**To do**:
Below are records; reproduce exactly the lines from the first through the one containing "threads never interleave.".

**Collected data entries**:
= = = =

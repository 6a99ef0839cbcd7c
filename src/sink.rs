//! Append-only log sinks
//!
//! Two sinks are shared across the pools: the requester log records every
//! name as it is read, the resolver log records `name,address` results.
//! Each sink has its own lock, separate from the pipeline's, and every line
//! goes out in a single write under that lock so records from different
//! threads never interleave.

use crate::error::SinkError;
use parking_lot::Mutex;
use std::fs::OpenOptions;
use std::io::{self, BufWriter, Write};
use std::path::Path;
use std::sync::atomic::{AtomicU64, Ordering};

/// Shared, line-oriented output destination
pub struct LogSink {
    writer: Mutex<Box<dyn Write + Send>>,
    lines_written: AtomicU64,
}

impl LogSink {
    /// Open a log file, truncating it unless `append` is set
    pub fn create(path: &Path, append: bool) -> Result<Self, SinkError> {
        let mut options = OpenOptions::new();
        options.create(true);
        if append {
            options.append(true);
        } else {
            options.write(true).truncate(true);
        }

        let file = options.open(path).map_err(|source| SinkError::OpenFailed {
            path: path.to_path_buf(),
            source,
        })?;

        Ok(Self::from_writer(BufWriter::new(file)))
    }

    /// Wrap any writer
    pub fn from_writer<W: Write + Send + 'static>(writer: W) -> Self {
        Self {
            writer: Mutex::new(Box::new(writer)),
            lines_written: AtomicU64::new(0),
        }
    }

    /// Append one line; a trailing newline is added
    pub fn append_line(&self, line: &str) -> io::Result<()> {
        let mut record = String::with_capacity(line.len() + 1);
        record.push_str(line);
        record.push('\n');

        let mut writer = self.writer.lock();
        writer.write_all(record.as_bytes())?;
        self.lines_written.fetch_add(1, Ordering::Relaxed);
        Ok(())
    }

    /// Flush buffered lines to the destination
    pub fn flush(&self) -> io::Result<()> {
        self.writer.lock().flush()
    }

    /// Lines successfully appended so far
    pub fn lines_written(&self) -> u64 {
        self.lines_written.load(Ordering::Relaxed)
    }
}
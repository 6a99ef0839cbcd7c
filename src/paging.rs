//! Demand paging policy
//!
//! A pure decision function over a snapshot of the process table, plus a
//! small driver that carries the decision out against a [`Pager`]. Nothing
//! here touches the lookup pipeline.
//!
//! The policy serves the first active process only: if its current page is
//! not resident it asks for that page, and if the pager refuses it frees
//! the process's other pages in order until one page-out is accepted.

/// Virtual pages per process
pub const MAX_PROC_PAGES: usize = 20;

/// Processes competing for physical pages
pub const MAX_PROCESSES: usize = 20;

/// Bytes per page
pub const PAGE_SIZE: u64 = 128;

/// One row of the process table
#[derive(Debug, Clone, PartialEq, Eq)]
pub struct ProcessEntry {
    /// Process is running
    pub active: bool,

    /// Program counter
    pub pc: u64,

    /// Residency of each virtual page
    pub pages: Vec<bool>,
}

impl ProcessEntry {
    /// An active process with no resident pages
    pub fn new(pc: u64) -> Self {
        Self {
            active: true,
            pc,
            pages: vec![false; MAX_PROC_PAGES],
        }
    }

    /// An exited process
    pub fn inactive() -> Self {
        Self {
            active: false,
            pc: 0,
            pages: Vec::new(),
        }
    }

    /// Page holding the program counter
    pub fn current_page(&self) -> usize {
        (self.pc / PAGE_SIZE) as usize
    }

    fn is_resident(&self, page: usize) -> bool {
        self.pages.get(page).copied().unwrap_or(false)
    }
}

/// What the policy wants done
#[derive(Debug, Clone, PartialEq, Eq)]
pub enum PagingAction {
    /// Nothing to do
    Idle,

    /// Bring `page` of `process` in, evicting from `evict` if refused
    PageIn {
        process: usize,
        page: usize,
        evict: Vec<usize>,
    },
}

/// Decide the next paging step for a process table
pub fn plan(table: &[ProcessEntry]) -> PagingAction {
    let Some((process, entry)) = table.iter().enumerate().find(|(_, e)| e.active) else {
        return PagingAction::Idle;
    };

    let page = entry.current_page();
    if entry.is_resident(page) {
        return PagingAction::Idle;
    }

    let evict = (0..entry.pages.len()).filter(|&p| p != page).collect();
    PagingAction::PageIn {
        process,
        page,
        evict,
    }
}

/// Backend that moves pages in and out of physical memory
pub trait Pager {
    /// Request a page-in; `true` if it started, is running, or is done
    fn page_in(&mut self, process: usize, page: usize) -> bool;

    /// Request a page-out; `true` if it started, is running, or is done
    fn page_out(&mut self, process: usize, page: usize) -> bool;
}

/// Carry out a planned action
///
/// Returns the page that was paged out, if any.
pub fn apply(action: &PagingAction, pager: &mut dyn Pager) -> Option<usize> {
    let PagingAction::PageIn {
        process,
        page,
        evict,
    } = action
    else {
        return None;
    };

    if pager.page_in(*process, *page) {
        return None;
    }

    evict
        .iter()
        .copied()
        .find(|&victim| pager.page_out(*process, victim))
}
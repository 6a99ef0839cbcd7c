//! Resolver worker threads
//!
//! Each resolver:
//! - Takes the next name from the bounded buffer, blocking while it is empty
//! - Looks it up with no pipeline lock held
//! - Appends a `name,address` record to the resolver log
//!
//! A failed lookup is written as `name,` and the worker moves on. Names that
//! were replaced by the oversized marker are never looked up.

use crate::dns::Resolve;
use crate::error::{WorkerError, WorkerRole};
use crate::pipeline::Coordinator;
use crate::sink::LogSink;
use crate::source::DomainName;
use std::fmt;
use std::net::IpAddr;
use std::sync::atomic::{AtomicU64, Ordering};
use std::sync::Arc;
use std::thread::{self, JoinHandle};
use tracing::{debug, info, warn};

/// One line of the resolver log
#[derive(Debug, Clone, PartialEq, Eq)]
pub struct ResultRecord {
    pub name: String,
    pub address: Option<IpAddr>,
}

impl ResultRecord {
    pub fn resolved(name: impl Into<String>, address: IpAddr) -> Self {
        Self {
            name: name.into(),
            address: Some(address),
        }
    }

    pub fn unresolved(name: impl Into<String>) -> Self {
        Self {
            name: name.into(),
            address: None,
        }
    }
}

impl fmt::Display for ResultRecord {
    fn fmt(&self, f: &mut fmt::Formatter<'_>) -> fmt::Result {
        match self.address {
            Some(addr) => write!(f, "{},{}", self.name, addr),
            None => write!(f, "{},", self.name),
        }
    }
}

/// Statistics collected by a resolver
#[derive(Debug, Default)]
pub struct ResolverStats {
    /// Names resolved to an address
    pub resolved: AtomicU64,

    /// Lookups that failed
    pub failed: AtomicU64,

    /// Oversized entries passed through without a lookup
    pub skipped: AtomicU64,

    /// Failed resolver log writes
    pub log_errors: AtomicU64,
}

impl ResolverStats {
    fn record_resolved(&self) {
        self.resolved.fetch_add(1, Ordering::Relaxed);
    }

    fn record_failed(&self) {
        self.failed.fetch_add(1, Ordering::Relaxed);
    }

    fn record_skipped(&self) {
        self.skipped.fetch_add(1, Ordering::Relaxed);
    }

    fn record_log_error(&self) {
        self.log_errors.fetch_add(1, Ordering::Relaxed);
    }

    /// Names taken from the buffer by this worker
    pub fn consumed(&self) -> u64 {
        self.resolved.load(Ordering::Relaxed)
            + self.failed.load(Ordering::Relaxed)
            + self.skipped.load(Ordering::Relaxed)
    }
}

/// A resolver thread
pub struct Resolver {
    /// Worker ID
    id: usize,

    /// Thread handle
    handle: Option<JoinHandle<()>>,

    /// Worker statistics
    stats: Arc<ResolverStats>,
}

impl Resolver {
    /// Spawn a new resolver thread
    pub fn spawn(
        id: usize,
        coordinator: Arc<Coordinator>,
        resolver: Arc<dyn Resolve>,
        log: Arc<LogSink>,
    ) -> Result<Self, WorkerError> {
        let stats = Arc::new(ResolverStats::default());
        let stats_clone = Arc::clone(&stats);

        let handle = thread::Builder::new()
            .name(format!("resolver-{}", id))
            .spawn(move || resolver_loop(id, &coordinator, resolver.as_ref(), &log, &stats_clone))
            .map_err(|e| WorkerError::SpawnFailed {
                role: WorkerRole::Resolver,
                id,
                reason: e.to_string(),
            })?;

        Ok(Self {
            id,
            handle: Some(handle),
            stats,
        })
    }

    /// Get worker ID
    pub fn id(&self) -> usize {
        self.id
    }

    /// Get worker statistics
    pub fn stats(&self) -> &Arc<ResolverStats> {
        &self.stats
    }

    /// Wait for the resolver to finish
    pub fn join(mut self) -> Result<(), WorkerError> {
        match self.handle.take() {
            Some(handle) => handle.join().map_err(|_| WorkerError::Panicked {
                role: WorkerRole::Resolver,
                id: self.id,
            }),
            None => Ok(()),
        }
    }
}

/// Look up one buffer entry
fn resolve_entry(
    id: usize,
    name: &DomainName,
    resolver: &dyn Resolve,
    stats: &ResolverStats,
) -> ResultRecord {
    match name {
        DomainName::Valid(host) => match resolver.resolve(host) {
            Ok(addr) => {
                stats.record_resolved();
                ResultRecord::resolved(host.as_str(), addr)
            }
            Err(e) => {
                stats.record_failed();
                debug!(worker = id, name = e.name(), error = %e, "Lookup failed");
                ResultRecord::unresolved(host.as_str())
            }
        },
        DomainName::Oversized => {
            stats.record_skipped();
            ResultRecord::unresolved(name.as_str())
        }
    }
}

/// Main resolver loop
fn resolver_loop(
    id: usize,
    coordinator: &Coordinator,
    resolver: &dyn Resolve,
    log: &LogSink,
    stats: &ResolverStats,
) {
    info!(worker = id, "Resolver starting");
    let _guard = coordinator.abandon_on_panic();

    while let Some(name) = coordinator.consume() {
        let record = resolve_entry(id, &name, resolver, stats);

        if let Err(e) = log.append_line(&record.to_string()) {
            stats.record_log_error();
            warn!(worker = id, error = %e, "Failed to write resolver log");
        }
    }

    info!(
        worker = id,
        resolved = stats.resolved.load(Ordering::Relaxed),
        failed = stats.failed.load(Ordering::Relaxed),
        "Resolver finished"
    );
}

= = = =

**Response to the exercise**:
repository 6a99ef0839cbcd7c
filename src/sink.rs
//! Append-only log sinks
//!
//! Two sinks are shared across the pools: the requester log records every
//! name as it is read, the resolver log records `name,address` results.
//! Each sink has its own lock, separate from the pipeline's, and every line
//! goes out in a single write under that lock so records from different
//! threads never interleave.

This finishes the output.